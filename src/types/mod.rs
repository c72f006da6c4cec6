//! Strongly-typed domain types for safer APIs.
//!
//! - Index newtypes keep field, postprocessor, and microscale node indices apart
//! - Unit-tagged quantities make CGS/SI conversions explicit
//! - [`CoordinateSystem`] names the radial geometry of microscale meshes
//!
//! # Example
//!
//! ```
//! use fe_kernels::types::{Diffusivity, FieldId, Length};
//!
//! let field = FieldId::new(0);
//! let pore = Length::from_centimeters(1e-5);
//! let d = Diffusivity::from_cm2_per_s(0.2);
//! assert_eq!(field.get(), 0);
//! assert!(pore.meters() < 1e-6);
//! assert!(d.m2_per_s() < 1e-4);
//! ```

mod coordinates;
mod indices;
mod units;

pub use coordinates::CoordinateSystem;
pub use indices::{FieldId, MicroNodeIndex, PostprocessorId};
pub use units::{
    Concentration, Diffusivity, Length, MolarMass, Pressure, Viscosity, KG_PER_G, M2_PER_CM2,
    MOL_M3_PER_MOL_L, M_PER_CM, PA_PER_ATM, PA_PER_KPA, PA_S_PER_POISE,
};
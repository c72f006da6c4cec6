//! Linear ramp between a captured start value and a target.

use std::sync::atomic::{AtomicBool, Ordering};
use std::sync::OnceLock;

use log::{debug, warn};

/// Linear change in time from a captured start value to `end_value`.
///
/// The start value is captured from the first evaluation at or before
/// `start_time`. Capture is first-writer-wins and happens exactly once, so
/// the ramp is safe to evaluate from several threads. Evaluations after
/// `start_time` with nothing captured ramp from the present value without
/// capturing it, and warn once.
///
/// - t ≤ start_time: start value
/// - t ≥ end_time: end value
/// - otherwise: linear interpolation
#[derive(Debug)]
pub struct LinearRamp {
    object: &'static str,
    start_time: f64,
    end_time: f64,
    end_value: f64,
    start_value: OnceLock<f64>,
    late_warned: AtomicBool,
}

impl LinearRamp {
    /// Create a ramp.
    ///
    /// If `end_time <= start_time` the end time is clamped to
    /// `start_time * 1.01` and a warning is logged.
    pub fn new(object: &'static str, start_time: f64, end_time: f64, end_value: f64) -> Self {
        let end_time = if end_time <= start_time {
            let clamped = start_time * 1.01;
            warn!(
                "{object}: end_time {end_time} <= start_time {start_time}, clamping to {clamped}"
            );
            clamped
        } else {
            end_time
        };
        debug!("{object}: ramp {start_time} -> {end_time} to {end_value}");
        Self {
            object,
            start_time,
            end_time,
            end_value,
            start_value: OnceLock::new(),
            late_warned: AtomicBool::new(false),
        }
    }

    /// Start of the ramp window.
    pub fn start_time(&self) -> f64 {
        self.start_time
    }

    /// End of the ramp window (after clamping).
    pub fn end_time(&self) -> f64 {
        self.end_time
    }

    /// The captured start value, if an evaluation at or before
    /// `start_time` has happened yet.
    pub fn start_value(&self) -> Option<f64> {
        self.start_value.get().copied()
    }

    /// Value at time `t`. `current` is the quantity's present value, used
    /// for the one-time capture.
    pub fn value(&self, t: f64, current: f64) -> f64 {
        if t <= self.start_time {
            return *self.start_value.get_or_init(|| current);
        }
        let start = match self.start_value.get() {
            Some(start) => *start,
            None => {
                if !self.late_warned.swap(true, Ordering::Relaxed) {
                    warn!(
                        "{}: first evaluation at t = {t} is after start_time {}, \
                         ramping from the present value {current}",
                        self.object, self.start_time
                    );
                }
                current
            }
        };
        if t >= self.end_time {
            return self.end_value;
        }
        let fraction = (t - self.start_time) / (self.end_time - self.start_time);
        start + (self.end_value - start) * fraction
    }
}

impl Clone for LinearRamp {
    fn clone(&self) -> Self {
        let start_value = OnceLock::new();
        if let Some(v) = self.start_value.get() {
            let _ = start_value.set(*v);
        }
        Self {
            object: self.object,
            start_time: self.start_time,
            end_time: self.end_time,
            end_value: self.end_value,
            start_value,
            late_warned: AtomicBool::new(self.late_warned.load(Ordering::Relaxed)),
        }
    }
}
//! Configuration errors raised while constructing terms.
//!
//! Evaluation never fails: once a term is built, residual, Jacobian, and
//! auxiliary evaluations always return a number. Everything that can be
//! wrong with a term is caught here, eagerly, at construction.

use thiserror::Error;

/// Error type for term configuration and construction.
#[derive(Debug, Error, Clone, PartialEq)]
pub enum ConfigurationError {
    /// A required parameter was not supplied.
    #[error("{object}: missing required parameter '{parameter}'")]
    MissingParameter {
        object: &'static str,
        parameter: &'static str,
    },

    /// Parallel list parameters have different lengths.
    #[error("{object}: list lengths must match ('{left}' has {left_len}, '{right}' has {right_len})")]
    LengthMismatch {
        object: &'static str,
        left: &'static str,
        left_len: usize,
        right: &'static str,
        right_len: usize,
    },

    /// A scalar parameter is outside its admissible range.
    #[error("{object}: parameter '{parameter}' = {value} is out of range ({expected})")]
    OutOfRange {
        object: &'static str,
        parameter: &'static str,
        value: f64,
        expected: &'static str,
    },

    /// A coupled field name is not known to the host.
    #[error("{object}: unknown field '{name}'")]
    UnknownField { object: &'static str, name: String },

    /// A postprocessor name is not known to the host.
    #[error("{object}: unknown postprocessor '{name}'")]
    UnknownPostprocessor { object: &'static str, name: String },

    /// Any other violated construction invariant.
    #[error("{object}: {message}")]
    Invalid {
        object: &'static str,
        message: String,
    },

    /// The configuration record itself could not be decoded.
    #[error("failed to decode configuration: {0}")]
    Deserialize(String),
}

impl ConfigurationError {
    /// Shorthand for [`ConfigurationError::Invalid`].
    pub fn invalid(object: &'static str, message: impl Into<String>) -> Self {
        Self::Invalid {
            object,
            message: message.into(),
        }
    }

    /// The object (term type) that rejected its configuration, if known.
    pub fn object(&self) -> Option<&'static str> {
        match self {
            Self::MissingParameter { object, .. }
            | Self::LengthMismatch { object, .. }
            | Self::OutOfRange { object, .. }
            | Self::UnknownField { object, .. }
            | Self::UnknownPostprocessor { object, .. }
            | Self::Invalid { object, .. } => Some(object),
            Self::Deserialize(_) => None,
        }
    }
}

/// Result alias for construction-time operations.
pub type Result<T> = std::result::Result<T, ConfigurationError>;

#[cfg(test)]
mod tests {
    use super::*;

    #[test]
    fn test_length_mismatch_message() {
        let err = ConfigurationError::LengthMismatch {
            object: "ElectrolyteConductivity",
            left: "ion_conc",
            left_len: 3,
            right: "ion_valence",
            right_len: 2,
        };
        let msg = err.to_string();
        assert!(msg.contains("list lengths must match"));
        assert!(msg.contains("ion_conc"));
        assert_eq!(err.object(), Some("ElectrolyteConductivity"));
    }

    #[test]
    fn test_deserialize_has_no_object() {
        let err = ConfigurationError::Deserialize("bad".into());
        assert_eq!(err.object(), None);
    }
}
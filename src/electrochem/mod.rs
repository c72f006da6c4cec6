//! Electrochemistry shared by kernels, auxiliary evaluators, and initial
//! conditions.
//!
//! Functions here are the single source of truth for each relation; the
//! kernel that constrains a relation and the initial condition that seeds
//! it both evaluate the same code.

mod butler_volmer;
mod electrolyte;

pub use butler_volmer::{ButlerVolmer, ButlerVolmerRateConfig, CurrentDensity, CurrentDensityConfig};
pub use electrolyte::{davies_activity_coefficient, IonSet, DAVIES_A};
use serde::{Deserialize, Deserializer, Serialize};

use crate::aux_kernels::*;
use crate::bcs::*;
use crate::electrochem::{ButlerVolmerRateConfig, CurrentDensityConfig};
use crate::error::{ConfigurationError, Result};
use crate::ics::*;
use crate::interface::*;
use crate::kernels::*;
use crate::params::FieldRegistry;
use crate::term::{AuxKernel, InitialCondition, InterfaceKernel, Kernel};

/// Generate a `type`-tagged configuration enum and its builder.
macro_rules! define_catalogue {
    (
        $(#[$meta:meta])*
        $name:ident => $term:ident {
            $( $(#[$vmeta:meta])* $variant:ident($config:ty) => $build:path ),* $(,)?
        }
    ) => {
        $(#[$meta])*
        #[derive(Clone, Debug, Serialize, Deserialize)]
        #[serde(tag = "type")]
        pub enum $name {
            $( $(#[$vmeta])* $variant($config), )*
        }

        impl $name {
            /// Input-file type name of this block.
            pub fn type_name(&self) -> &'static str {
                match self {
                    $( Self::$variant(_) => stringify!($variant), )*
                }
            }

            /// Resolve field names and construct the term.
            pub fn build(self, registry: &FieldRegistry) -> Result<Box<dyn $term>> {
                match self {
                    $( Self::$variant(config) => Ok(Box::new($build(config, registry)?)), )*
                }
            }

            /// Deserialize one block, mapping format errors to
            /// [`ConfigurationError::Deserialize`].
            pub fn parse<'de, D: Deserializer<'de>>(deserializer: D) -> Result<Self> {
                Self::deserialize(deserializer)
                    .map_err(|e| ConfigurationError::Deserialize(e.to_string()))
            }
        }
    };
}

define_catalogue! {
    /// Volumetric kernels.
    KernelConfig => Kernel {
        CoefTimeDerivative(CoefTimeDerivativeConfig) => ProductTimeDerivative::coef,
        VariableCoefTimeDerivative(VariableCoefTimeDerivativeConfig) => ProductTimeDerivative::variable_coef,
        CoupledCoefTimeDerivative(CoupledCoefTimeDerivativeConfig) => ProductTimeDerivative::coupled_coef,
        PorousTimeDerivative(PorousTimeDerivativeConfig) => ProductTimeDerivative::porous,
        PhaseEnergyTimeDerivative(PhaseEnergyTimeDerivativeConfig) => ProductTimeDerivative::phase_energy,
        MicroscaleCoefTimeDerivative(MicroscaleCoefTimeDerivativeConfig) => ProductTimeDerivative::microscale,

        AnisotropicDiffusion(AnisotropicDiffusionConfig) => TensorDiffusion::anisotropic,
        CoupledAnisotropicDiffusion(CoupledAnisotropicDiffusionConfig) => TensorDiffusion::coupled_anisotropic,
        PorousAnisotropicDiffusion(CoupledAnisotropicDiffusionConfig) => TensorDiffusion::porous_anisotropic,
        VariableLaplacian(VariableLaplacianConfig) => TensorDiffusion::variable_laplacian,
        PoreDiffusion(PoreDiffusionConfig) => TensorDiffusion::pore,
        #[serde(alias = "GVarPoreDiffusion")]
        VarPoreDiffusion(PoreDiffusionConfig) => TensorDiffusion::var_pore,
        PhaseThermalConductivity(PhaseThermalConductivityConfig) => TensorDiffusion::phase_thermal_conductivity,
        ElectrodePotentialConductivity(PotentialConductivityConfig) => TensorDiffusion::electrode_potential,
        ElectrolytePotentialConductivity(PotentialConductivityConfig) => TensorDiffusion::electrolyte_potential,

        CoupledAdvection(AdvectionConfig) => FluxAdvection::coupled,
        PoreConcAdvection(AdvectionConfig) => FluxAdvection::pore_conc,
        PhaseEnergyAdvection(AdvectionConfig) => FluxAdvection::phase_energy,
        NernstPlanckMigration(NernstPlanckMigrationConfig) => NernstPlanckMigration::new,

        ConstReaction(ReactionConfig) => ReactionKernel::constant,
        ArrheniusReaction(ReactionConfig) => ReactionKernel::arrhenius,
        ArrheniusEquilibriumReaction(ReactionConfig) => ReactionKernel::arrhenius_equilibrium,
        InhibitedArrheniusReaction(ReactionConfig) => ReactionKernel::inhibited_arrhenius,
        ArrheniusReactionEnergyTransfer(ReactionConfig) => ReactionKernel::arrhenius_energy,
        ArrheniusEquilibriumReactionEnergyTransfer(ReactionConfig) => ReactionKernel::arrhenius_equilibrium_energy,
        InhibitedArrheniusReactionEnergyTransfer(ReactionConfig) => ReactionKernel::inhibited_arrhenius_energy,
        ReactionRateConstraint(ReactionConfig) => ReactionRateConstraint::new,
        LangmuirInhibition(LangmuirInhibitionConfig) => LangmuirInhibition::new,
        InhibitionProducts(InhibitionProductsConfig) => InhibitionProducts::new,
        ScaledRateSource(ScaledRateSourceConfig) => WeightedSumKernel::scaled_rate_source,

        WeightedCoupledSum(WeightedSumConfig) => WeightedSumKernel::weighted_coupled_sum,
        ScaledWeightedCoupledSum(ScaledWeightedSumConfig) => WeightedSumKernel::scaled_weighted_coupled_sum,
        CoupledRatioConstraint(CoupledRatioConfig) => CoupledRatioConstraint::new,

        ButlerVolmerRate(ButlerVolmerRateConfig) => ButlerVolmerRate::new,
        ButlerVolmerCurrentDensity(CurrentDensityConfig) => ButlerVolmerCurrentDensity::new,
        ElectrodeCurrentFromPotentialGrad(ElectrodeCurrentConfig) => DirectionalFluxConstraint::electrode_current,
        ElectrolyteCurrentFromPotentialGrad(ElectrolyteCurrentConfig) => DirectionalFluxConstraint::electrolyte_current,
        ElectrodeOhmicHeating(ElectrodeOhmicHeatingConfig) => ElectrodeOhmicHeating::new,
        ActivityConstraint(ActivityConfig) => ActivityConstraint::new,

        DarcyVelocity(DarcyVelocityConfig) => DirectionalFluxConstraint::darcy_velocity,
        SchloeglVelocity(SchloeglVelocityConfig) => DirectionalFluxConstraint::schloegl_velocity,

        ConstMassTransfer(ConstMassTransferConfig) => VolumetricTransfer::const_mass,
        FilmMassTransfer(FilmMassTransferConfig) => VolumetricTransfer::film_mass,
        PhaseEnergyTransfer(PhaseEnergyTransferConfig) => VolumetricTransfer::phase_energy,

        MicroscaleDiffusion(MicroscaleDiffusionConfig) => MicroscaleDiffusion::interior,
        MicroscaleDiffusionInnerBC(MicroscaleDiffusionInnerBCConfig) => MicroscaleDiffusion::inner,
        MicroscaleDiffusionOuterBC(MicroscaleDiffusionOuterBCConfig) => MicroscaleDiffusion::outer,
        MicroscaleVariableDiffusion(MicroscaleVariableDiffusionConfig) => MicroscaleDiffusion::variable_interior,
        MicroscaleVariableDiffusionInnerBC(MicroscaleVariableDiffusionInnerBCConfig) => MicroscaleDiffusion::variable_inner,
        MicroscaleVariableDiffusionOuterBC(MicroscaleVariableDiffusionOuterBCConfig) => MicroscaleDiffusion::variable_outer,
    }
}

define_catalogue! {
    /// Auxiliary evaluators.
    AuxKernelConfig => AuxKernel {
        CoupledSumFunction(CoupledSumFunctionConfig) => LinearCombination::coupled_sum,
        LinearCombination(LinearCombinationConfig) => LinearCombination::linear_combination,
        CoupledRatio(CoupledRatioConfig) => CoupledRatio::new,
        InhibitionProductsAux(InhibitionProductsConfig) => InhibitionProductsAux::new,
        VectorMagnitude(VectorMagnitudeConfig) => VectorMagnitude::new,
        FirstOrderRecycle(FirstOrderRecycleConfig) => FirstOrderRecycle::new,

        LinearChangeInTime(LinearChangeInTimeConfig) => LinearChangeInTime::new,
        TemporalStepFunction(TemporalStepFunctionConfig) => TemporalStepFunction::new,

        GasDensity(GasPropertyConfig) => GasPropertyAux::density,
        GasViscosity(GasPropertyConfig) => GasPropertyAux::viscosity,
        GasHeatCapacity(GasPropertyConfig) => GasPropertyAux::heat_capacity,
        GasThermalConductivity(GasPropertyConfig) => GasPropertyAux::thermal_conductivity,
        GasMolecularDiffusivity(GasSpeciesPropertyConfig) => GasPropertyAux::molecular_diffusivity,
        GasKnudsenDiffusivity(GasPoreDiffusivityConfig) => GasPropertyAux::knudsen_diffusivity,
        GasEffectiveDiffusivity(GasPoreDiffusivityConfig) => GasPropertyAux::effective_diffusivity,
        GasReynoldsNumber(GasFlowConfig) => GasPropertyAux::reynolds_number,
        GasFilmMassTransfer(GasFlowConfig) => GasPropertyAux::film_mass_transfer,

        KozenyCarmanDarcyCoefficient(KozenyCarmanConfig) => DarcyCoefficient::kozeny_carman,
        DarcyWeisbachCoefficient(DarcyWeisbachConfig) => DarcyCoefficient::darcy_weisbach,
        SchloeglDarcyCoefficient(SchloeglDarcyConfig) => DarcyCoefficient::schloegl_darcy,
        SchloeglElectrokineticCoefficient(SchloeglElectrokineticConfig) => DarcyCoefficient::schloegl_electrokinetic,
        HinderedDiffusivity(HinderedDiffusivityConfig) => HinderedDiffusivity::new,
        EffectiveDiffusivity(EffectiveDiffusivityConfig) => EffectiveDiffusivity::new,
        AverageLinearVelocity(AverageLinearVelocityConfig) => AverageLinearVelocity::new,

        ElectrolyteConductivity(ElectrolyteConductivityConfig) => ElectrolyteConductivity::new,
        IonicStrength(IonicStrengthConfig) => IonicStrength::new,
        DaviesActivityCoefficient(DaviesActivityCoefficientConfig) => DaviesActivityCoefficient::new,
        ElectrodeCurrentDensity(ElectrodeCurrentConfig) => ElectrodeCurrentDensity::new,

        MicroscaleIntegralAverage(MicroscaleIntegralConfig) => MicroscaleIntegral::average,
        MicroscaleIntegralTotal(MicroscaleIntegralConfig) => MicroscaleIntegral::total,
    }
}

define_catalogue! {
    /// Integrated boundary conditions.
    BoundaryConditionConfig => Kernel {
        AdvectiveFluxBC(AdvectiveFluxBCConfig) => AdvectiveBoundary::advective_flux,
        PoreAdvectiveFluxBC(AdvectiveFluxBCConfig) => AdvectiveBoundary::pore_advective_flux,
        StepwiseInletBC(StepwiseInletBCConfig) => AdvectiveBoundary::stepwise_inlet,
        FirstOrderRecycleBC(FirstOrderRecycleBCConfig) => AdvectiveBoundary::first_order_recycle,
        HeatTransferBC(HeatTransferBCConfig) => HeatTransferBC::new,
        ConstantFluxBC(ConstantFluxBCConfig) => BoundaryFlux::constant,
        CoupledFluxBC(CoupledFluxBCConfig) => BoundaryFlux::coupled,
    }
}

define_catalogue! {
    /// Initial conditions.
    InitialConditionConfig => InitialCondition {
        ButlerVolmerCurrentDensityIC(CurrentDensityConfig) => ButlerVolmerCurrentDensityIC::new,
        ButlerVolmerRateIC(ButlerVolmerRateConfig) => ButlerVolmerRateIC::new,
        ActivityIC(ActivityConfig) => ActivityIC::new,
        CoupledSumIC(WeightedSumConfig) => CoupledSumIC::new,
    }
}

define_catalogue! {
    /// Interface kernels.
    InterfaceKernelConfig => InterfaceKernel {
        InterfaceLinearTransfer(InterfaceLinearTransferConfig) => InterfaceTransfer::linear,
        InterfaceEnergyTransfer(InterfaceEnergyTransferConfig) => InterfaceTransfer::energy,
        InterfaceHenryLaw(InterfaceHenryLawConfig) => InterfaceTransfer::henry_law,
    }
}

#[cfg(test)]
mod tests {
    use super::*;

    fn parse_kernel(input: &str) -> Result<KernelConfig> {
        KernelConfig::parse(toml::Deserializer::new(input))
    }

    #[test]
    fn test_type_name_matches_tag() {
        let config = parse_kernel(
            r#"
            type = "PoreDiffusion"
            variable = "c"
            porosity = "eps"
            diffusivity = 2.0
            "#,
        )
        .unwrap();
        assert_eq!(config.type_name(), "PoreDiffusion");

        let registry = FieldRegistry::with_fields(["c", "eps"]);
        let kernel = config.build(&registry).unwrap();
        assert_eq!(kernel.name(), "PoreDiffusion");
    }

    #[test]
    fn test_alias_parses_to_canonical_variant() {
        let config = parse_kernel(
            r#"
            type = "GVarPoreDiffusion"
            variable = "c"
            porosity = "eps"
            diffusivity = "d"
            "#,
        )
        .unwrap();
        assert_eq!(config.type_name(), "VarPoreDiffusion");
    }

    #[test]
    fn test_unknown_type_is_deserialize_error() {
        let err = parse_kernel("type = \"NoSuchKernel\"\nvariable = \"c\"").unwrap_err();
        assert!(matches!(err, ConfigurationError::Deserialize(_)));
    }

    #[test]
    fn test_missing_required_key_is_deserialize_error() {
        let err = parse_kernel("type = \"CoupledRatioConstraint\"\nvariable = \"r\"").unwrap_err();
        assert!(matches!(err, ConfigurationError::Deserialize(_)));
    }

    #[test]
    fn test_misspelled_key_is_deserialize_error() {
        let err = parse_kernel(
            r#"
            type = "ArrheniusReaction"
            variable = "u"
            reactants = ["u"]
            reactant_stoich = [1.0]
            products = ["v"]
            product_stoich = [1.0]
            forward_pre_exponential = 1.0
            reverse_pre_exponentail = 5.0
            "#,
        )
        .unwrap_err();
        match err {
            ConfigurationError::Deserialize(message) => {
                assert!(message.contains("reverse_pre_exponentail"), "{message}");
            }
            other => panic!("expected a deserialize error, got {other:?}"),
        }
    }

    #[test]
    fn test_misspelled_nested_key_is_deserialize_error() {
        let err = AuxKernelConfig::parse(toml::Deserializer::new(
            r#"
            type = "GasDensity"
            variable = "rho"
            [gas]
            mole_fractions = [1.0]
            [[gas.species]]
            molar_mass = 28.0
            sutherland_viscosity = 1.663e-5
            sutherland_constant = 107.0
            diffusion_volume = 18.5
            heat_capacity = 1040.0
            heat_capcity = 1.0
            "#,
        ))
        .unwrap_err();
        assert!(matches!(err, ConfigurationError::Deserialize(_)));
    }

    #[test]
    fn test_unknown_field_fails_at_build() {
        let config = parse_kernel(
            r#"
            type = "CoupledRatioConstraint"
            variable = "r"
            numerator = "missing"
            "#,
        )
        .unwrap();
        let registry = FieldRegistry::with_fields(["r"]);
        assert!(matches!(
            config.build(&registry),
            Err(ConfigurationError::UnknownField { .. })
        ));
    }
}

* * *

[Required work] Tell how many lines in the material hold the word "derive". Reply with the number only.

[Task response] 3